■ **Exercise objective**:
As you look over the data below, please find each line where the word "InvalidState" appears, then copy it.
*** Data for this task ***
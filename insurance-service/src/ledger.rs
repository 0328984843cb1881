use chrono::{Datelike, NaiveDate, Utc};
use config_engine::SettlementConfig;
use logger_redacted::PiiRedactor;
use rust_decimal::Decimal;
use serde::{Deserialize, Serialize};
use tracing::{debug, info, warn};
use uuid::Uuid;

use crate::calculator::{Capped, ClaimCalculator, CoverageSplit, Percentage};
use crate::claim_number::{ClaimNumberGenerator, RandomClaimNumbers};
use crate::coverage::CoverageResolver;
use crate::error::{InsuranceError, InsuranceResult};
use crate::models::{
    ClaimStatus, ClaimSummary, ClaimTarget, CoveragePlan, Encounter, EncounterLinks, InsuranceClaim,
    PatientInsurance,
};
use crate::store::ClaimTx;

/// What the ordering workflow knows about the order being claimed
#[derive(Debug, Clone, PartialEq, Eq, Serialize, Deserialize)]
pub struct ClaimRequest {
    pub target: ClaimTarget,
    pub patient_id: Uuid,
    /// Drug, test template, scan template or surgery type; `None` for
    /// itemless services
    pub billed_item: Option<Uuid>,
    pub total_amount: Decimal,
    pub service_date: NaiveDate,
    pub created_by: Uuid,
}

/// Encounter a claim is summarised under
///
/// Consultation, admission and surgery orders are encounters themselves.
/// Drug, lab, scan and service orders belong to their admission first, then
/// their consultation, then their surgery.
pub fn resolve_encounter(target: &ClaimTarget, links: Option<&EncounterLinks>) -> Option<Encounter> {
    match target {
        ClaimTarget::Consultation(id) => Some(Encounter::Consultation(*id)),
        ClaimTarget::Admission(id) => Some(Encounter::Admission(*id)),
        ClaimTarget::Surgery(id) => Some(Encounter::Surgery(*id)),
        ClaimTarget::Drug(_) | ClaimTarget::Laboratory(_) | ClaimTarget::Scan(_) | ClaimTarget::Service(_) => {
            let links = links?;
            links
                .admission_id
                .map(Encounter::Admission)
                .or(links.consultation_id.map(Encounter::Consultation))
                .or(links.surgery_id.map(Encounter::Surgery))
        }
    }
}

/// Creates, adjudicates and summarises insurance claims
///
/// Every operation runs against a caller-supplied [`ClaimTx`] so that claim
/// writes and summary recalculation commit together with whatever else the
/// caller does in that transaction.
pub struct ClaimLedger<G = RandomClaimNumbers> {
    resolver: CoverageResolver,
    calculator: ClaimCalculator,
    numbers: G,
    attempts: u32,
    redactor: PiiRedactor,
}

impl ClaimLedger {
    pub fn new(config: &SettlementConfig) -> Self {
        Self::with_generator(config, RandomClaimNumbers::new(config.claim_number_prefix.clone()))
    }
}

impl<G: ClaimNumberGenerator> ClaimLedger<G> {
    pub fn with_generator(config: &SettlementConfig, numbers: G) -> Self {
        Self {
            resolver: CoverageResolver::new(config.itemless_coverage),
            calculator: ClaimCalculator::new(),
            numbers,
            attempts: config.claim_number_attempts.max(1),
            redactor: PiiRedactor::from_config(&config.logging),
        }
    }

    pub fn resolver(&self) -> &CoverageResolver {
        &self.resolver
    }

    /// Raise a pending claim for an order
    ///
    /// Returns `Ok(None)` when the patient has no valid policy or the plan
    /// does not cover the order; the patient then pays the whole total.
    ///
    /// # Errors
    ///
    /// `InvalidAmount` for a non-positive total, `DuplicateClaim` when the
    /// order already carries a claim, `ClaimNumberExhausted` when every
    /// generated number collided.
    pub async fn create_claim<T>(
        &self,
        tx: &mut T,
        insurance: Option<&PatientInsurance>,
        request: &ClaimRequest,
    ) -> InsuranceResult<Option<InsuranceClaim>>
    where
        T: ClaimTx + ?Sized,
    {
        if request.total_amount <= Decimal::ZERO {
            return Err(InsuranceError::InvalidAmount(format!(
                "total {} must be positive",
                request.total_amount
            )));
        }

        let Some(insurance) = insurance.filter(|i| i.is_valid_on(request.service_date)) else {
            debug!(order_id = %request.target.order_id(), "No active insurance; patient pays in full");
            return Ok(None);
        };

        let plan = tx
            .coverage_plan(insurance.coverage_plan_id)
            .await?
            .ok_or(InsuranceError::CoveragePlanNotFound(insurance.coverage_plan_id))?;

        let category = request.target.category();
        if !self.resolver.is_covered(&plan, category, request.billed_item) {
            debug!(
                order_id = %request.target.order_id(),
                category = ?category,
                "Order not covered by plan; patient pays in full"
            );
            return Ok(None);
        }

        if let Some(existing) = tx.claim_for_target(&request.target).await? {
            return Err(InsuranceError::DuplicateClaim {
                claim_number: existing.claim_number,
            });
        }

        let split = self.split(tx, &plan, insurance, request).await?;
        let mut claim = self.new_claim(insurance, request, &split);
        self.insert_with_fresh_number(tx, &mut claim).await?;
        self.attach_to_summary(tx, &mut claim).await?;

        info!(
            claim_number = %claim.claim_number,
            policy_number = %self.redactor.mask_policy_number(&insurance.policy_number),
            claim_type = claim.target.claim_type().as_str(),
            total = %claim.total_amount,
            covered = %claim.covered_amount,
            patient = %claim.patient_amount,
            "Insurance claim created"
        );

        Ok(Some(claim))
    }

    async fn split<T>(
        &self,
        tx: &mut T,
        plan: &CoveragePlan,
        insurance: &PatientInsurance,
        request: &ClaimRequest,
    ) -> InsuranceResult<CoverageSplit>
    where
        T: ClaimTx + ?Sized,
    {
        let category = request.target.category();
        let percentage = Percentage(self.resolver.coverage_percentage(plan, category));

        let Some(limit) = plan.rule(category).annual_limit else {
            return self.calculator.split_with(request.total_amount, &percentage);
        };

        let date = request.service_date;
        let year_start = date.with_ordinal(1).unwrap_or(date);
        let year_end = NaiveDate::from_ymd_opt(date.year(), 12, 31).unwrap_or(date);
        let used = tx
            .covered_in_period(insurance.id, category, year_start, year_end)
            .await?;

        let capped = Capped {
            inner: percentage,
            cap: (limit - used).max(Decimal::ZERO),
        };
        self.calculator.split_with(request.total_amount, &capped)
    }

    fn new_claim(&self, insurance: &PatientInsurance, request: &ClaimRequest, split: &CoverageSplit) -> InsuranceClaim {
        let now = Utc::now();
        InsuranceClaim {
            id: Uuid::new_v4(),
            claim_number: String::new(),
            patient_id: request.patient_id,
            patient_insurance_id: insurance.id,
            target: request.target,
            total_amount: split.total,
            approved_amount: None,
            covered_amount: split.covered,
            patient_amount: split.patient,
            status: ClaimStatus::Pending,
            service_date: request.service_date,
            processed_date: None,
            processed_by: None,
            paid_date: None,
            rejection_reason: None,
            notes: None,
            summary_id: None,
            created_by: request.created_by,
            created_at: now,
            updated_at: now,
        }
    }

    async fn insert_with_fresh_number<T>(&self, tx: &mut T, claim: &mut InsuranceClaim) -> InsuranceResult<()>
    where
        T: ClaimTx + ?Sized,
    {
        for attempt in 1..=self.attempts {
            claim.claim_number = self.numbers.next_claim_number();
            match tx.insert_claim(claim).await {
                Ok(()) => return Ok(()),
                Err(InsuranceError::DuplicateClaimNumber(number)) => {
                    debug!(claim_number = %number, attempt, "Claim number collision, retrying");
                }
                Err(e) => return Err(e),
            }
        }
        Err(InsuranceError::ClaimNumberExhausted(self.attempts))
    }

    async fn load<T>(&self, tx: &mut T, claim_id: Uuid) -> InsuranceResult<InsuranceClaim>
    where
        T: ClaimTx + ?Sized,
    {
        tx.lock_claim(claim_id)
            .await?
            .ok_or(InsuranceError::ClaimNotFound(claim_id))
    }

    /// Persist an adjudication change and bring its summary up to date
    async fn save<T>(&self, tx: &mut T, claim: &mut InsuranceClaim) -> InsuranceResult<()>
    where
        T: ClaimTx + ?Sized,
    {
        tx.update_claim(claim).await?;
        self.attach_to_summary(tx, claim).await?;
        Ok(())
    }

    /// `pending -> processing`
    ///
    /// # Errors
    ///
    /// `InvalidState` unless the claim is pending.
    pub async fn start_processing<T>(&self, tx: &mut T, claim_id: Uuid) -> InsuranceResult<InsuranceClaim>
    where
        T: ClaimTx + ?Sized,
    {
        let mut claim = self.load(tx, claim_id).await?;
        claim.start_processing(Utc::now())?;
        self.save(tx, &mut claim).await?;
        Ok(claim)
    }

    /// Approve `approved_amount`; a reason with a reduced amount records a
    /// partial approval
    ///
    /// # Errors
    ///
    /// `InvalidState` unless pending or processing, `InvalidAmount` for an
    /// amount outside `0..=total`.
    pub async fn approve<T>(
        &self,
        tx: &mut T,
        claim_id: Uuid,
        approved_amount: Decimal,
        by: Uuid,
        reason: Option<String>,
    ) -> InsuranceResult<InsuranceClaim>
    where
        T: ClaimTx + ?Sized,
    {
        let mut claim = self.load(tx, claim_id).await?;
        claim.approve(approved_amount, by, reason, Utc::now())?;
        self.save(tx, &mut claim).await?;

        info!(
            claim_number = %claim.claim_number,
            status = %claim.status,
            approved = %approved_amount,
            "Insurance claim approved"
        );
        Ok(claim)
    }

    /// # Errors
    ///
    /// `InvalidState` unless pending or processing.
    pub async fn reject<T>(&self, tx: &mut T, claim_id: Uuid, by: Uuid, reason: &str) -> InsuranceResult<InsuranceClaim>
    where
        T: ClaimTx + ?Sized,
    {
        let mut claim = self.load(tx, claim_id).await?;
        claim.reject(by, reason.to_string(), Utc::now())?;
        self.save(tx, &mut claim).await?;

        info!(
            claim_number = %claim.claim_number,
            reason = %self.redactor.redact(reason),
            "Insurance claim rejected"
        );
        Ok(claim)
    }

    /// # Errors
    ///
    /// `InvalidState` unless approved or partially approved.
    pub async fn mark_paid<T>(&self, tx: &mut T, claim_id: Uuid) -> InsuranceResult<InsuranceClaim>
    where
        T: ClaimTx + ?Sized,
    {
        let mut claim = self.load(tx, claim_id).await?;
        claim.mark_paid(Utc::now())?;
        self.save(tx, &mut claim).await?;

        info!(claim_number = %claim.claim_number, "Insurance claim paid");
        Ok(claim)
    }

    /// Link the claim to its `(encounter, policy)` summary and recalculate
    /// the summary totals
    ///
    /// Claims whose order resolves to no encounter stay summary-less. Calling
    /// this again for an attached claim only recalculates.
    pub async fn attach_to_summary<T>(&self, tx: &mut T, claim: &mut InsuranceClaim) -> InsuranceResult<Option<ClaimSummary>>
    where
        T: ClaimTx + ?Sized,
    {
        let links = tx.encounter_links(&claim.target).await?;
        let Some(encounter) = resolve_encounter(&claim.target, links.as_ref()) else {
            warn!(
                claim_number = %claim.claim_number,
                claim_type = claim.target.claim_type().as_str(),
                order_id = %claim.target.order_id(),
                "Orphan claim: no encounter found, claim kept without summary"
            );
            return Ok(None);
        };

        let summary = tx
            .find_or_create_summary(&encounter, claim.patient_insurance_id)
            .await?;

        if claim.summary_id != Some(summary.id) {
            let previous = claim.summary_id.replace(summary.id);
            tx.update_claim(claim).await?;
            if let Some(previous) = previous {
                self.refresh_summary(tx, previous).await?;
            }
        }

        self.recalculate(tx, summary).await
    }

    /// Recalculate, or delete when empty, the summary a removed claim
    /// belonged to
    pub async fn on_claim_removed<T>(&self, tx: &mut T, claim: &InsuranceClaim) -> InsuranceResult<Option<ClaimSummary>>
    where
        T: ClaimTx + ?Sized,
    {
        match claim.summary_id {
            Some(summary_id) => self.refresh_summary(tx, summary_id).await,
            None => Ok(None),
        }
    }

    /// Delete an unpaid claim and update its summary
    ///
    /// # Errors
    ///
    /// `InvalidState` for a paid claim.
    pub async fn remove_claim<T>(&self, tx: &mut T, claim_id: Uuid) -> InsuranceResult<InsuranceClaim>
    where
        T: ClaimTx + ?Sized,
    {
        let claim = self.load(tx, claim_id).await?;
        if claim.status == ClaimStatus::Paid {
            return Err(InsuranceError::InvalidState {
                claim_number: claim.claim_number,
                status: claim.status,
                action: "removed",
            });
        }

        tx.delete_claim(claim.id).await?;
        self.on_claim_removed(tx, &claim).await?;

        info!(claim_number = %claim.claim_number, "Insurance claim removed");
        Ok(claim)
    }

    async fn refresh_summary<T>(&self, tx: &mut T, summary_id: Uuid) -> InsuranceResult<Option<ClaimSummary>>
    where
        T: ClaimTx + ?Sized,
    {
        match tx.lock_summary(summary_id).await? {
            Some(summary) => self.recalculate(tx, summary).await,
            None => Ok(None),
        }
    }

    async fn recalculate<T>(&self, tx: &mut T, mut summary: ClaimSummary) -> InsuranceResult<Option<ClaimSummary>>
    where
        T: ClaimTx + ?Sized,
    {
        let claims = tx.summary_claims(summary.id).await?;
        if claims.is_empty() {
            tx.delete_summary(summary.id).await?;
            debug!(summary_id = %summary.id, "Empty claim summary deleted");
            return Ok(None);
        }

        summary.recompute(claims.iter());
        tx.update_summary(&summary).await?;
        Ok(Some(summary))
    }
}

#[cfg(test)]
mod tests {
    use super::*;

    #[test]
    fn test_encounter_resolution_order() {
        let admission = Uuid::new_v4();
        let consultation = Uuid::new_v4();
        let links = EncounterLinks {
            admission_id: Some(admission),
            consultation_id: Some(consultation),
            surgery_id: None,
        };
        let drug = ClaimTarget::Drug(Uuid::new_v4());
        assert_eq!(resolve_encounter(&drug, Some(&links)), Some(Encounter::Admission(admission)));

        let outpatient = EncounterLinks {
            admission_id: None,
            ..links
        };
        assert_eq!(
            resolve_encounter(&drug, Some(&outpatient)),
            Some(Encounter::Consultation(consultation))
        );

        assert_eq!(resolve_encounter(&drug, Some(&EncounterLinks::default())), None);
        assert_eq!(resolve_encounter(&drug, None), None);
    }

    #[test]
    fn test_encounter_orders_are_their_own_encounter() {
        let surgery = Uuid::new_v4();
        assert_eq!(
            resolve_encounter(&ClaimTarget::Surgery(surgery), None),
            Some(Encounter::Surgery(surgery))
        );
    }
}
*** End of Data for this task ***
■ **Result**:
    /// `InvalidState` unless the claim is pending.
    /// `InvalidState` unless pending or processing, `InvalidAmount` for an
    /// `InvalidState` unless pending or processing.
    /// `InvalidState` unless approved or partially approved.
    /// `InvalidState` for a paid claim.
            return Err(InsuranceError::InvalidState {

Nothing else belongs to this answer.